◆ ASSIGNMENT ◆
For the word "SimulationReport", copy every line of the material that includes it.

◆ DATASET RECORDS ◆
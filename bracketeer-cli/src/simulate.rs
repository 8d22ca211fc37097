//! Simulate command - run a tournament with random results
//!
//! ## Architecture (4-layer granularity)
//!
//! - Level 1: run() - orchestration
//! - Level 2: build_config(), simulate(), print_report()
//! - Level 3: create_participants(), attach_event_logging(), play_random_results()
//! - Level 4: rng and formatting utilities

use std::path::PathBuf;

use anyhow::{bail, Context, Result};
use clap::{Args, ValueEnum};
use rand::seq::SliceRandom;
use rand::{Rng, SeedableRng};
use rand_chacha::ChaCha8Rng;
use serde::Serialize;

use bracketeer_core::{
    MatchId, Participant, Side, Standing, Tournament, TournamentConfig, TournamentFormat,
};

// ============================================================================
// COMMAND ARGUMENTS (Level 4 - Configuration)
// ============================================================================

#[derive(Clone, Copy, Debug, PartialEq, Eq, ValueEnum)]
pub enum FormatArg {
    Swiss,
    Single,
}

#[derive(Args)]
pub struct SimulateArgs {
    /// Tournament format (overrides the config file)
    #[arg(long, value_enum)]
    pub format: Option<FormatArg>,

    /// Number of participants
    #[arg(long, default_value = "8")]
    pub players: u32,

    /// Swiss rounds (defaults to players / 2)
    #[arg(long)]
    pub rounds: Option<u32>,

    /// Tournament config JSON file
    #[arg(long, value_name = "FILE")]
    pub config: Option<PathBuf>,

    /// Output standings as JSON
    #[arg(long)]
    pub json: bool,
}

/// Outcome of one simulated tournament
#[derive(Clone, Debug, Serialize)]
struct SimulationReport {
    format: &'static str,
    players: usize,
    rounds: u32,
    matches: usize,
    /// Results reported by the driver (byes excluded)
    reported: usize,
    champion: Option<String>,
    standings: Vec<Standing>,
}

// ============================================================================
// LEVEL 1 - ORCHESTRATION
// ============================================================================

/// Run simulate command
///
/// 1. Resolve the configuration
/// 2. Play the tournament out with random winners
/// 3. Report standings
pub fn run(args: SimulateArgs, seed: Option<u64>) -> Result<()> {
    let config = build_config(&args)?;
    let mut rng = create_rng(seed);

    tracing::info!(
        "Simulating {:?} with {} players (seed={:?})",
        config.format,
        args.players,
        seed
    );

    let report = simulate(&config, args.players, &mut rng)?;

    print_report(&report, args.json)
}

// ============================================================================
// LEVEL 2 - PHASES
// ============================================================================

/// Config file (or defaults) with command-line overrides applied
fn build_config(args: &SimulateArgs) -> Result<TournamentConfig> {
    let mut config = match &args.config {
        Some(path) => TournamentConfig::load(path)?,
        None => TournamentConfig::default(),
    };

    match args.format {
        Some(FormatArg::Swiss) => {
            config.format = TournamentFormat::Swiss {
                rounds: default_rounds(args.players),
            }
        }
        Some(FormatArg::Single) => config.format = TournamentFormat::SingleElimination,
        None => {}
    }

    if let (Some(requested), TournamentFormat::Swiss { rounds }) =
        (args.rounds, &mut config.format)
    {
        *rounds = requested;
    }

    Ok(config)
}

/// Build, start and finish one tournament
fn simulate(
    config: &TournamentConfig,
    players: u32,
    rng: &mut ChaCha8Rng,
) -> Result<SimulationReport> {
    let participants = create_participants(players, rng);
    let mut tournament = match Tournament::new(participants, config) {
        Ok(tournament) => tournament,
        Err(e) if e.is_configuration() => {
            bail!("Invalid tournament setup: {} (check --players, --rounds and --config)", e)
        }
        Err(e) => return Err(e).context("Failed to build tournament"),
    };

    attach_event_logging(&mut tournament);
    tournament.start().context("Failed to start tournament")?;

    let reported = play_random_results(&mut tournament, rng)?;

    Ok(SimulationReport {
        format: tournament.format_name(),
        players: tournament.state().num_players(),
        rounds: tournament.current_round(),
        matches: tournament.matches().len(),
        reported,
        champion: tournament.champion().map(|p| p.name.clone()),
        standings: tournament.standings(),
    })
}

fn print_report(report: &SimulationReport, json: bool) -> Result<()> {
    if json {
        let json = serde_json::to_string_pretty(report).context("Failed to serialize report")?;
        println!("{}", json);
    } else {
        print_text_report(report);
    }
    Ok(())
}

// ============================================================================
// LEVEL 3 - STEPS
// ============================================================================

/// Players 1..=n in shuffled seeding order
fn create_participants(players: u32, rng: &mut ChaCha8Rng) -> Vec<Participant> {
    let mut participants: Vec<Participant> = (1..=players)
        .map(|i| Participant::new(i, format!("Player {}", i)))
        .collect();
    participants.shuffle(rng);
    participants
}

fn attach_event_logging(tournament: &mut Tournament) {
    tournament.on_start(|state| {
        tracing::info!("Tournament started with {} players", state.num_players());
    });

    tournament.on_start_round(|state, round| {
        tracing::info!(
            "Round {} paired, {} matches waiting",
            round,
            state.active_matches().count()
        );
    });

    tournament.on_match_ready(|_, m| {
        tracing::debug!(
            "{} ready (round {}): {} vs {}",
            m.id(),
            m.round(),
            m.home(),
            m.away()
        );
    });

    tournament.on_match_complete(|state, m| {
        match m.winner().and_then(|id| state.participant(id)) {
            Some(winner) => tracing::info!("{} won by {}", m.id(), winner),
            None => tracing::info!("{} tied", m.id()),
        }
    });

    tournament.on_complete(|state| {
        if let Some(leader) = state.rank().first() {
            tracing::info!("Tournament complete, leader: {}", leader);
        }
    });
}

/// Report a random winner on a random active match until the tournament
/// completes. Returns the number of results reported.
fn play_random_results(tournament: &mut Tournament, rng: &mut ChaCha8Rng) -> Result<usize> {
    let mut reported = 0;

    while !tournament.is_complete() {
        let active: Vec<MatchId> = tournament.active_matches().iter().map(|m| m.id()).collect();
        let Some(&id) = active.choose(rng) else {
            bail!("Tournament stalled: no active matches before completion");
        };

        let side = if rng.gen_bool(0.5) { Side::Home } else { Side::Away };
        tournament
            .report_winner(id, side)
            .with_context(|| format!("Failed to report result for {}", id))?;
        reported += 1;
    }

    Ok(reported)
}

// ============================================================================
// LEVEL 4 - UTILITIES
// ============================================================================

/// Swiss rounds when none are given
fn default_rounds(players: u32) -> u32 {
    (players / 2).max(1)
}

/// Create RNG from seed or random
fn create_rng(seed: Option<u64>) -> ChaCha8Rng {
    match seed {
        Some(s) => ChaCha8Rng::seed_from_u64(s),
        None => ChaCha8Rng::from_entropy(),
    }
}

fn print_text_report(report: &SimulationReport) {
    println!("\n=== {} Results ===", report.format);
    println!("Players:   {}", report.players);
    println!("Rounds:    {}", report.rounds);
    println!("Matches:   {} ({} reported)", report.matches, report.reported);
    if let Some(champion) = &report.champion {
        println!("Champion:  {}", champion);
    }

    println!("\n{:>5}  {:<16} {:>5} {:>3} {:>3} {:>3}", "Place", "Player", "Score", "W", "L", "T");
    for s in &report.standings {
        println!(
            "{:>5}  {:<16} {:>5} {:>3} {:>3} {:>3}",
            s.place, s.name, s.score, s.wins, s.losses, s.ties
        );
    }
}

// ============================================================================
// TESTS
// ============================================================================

◆ EXERCISE RESULT ◆
struct SimulationReport {
) -> Result<SimulationReport> {
    Ok(SimulationReport {
fn print_report(report: &SimulationReport, json: bool) -> Result<()> {
fn print_text_report(report: &SimulationReport) {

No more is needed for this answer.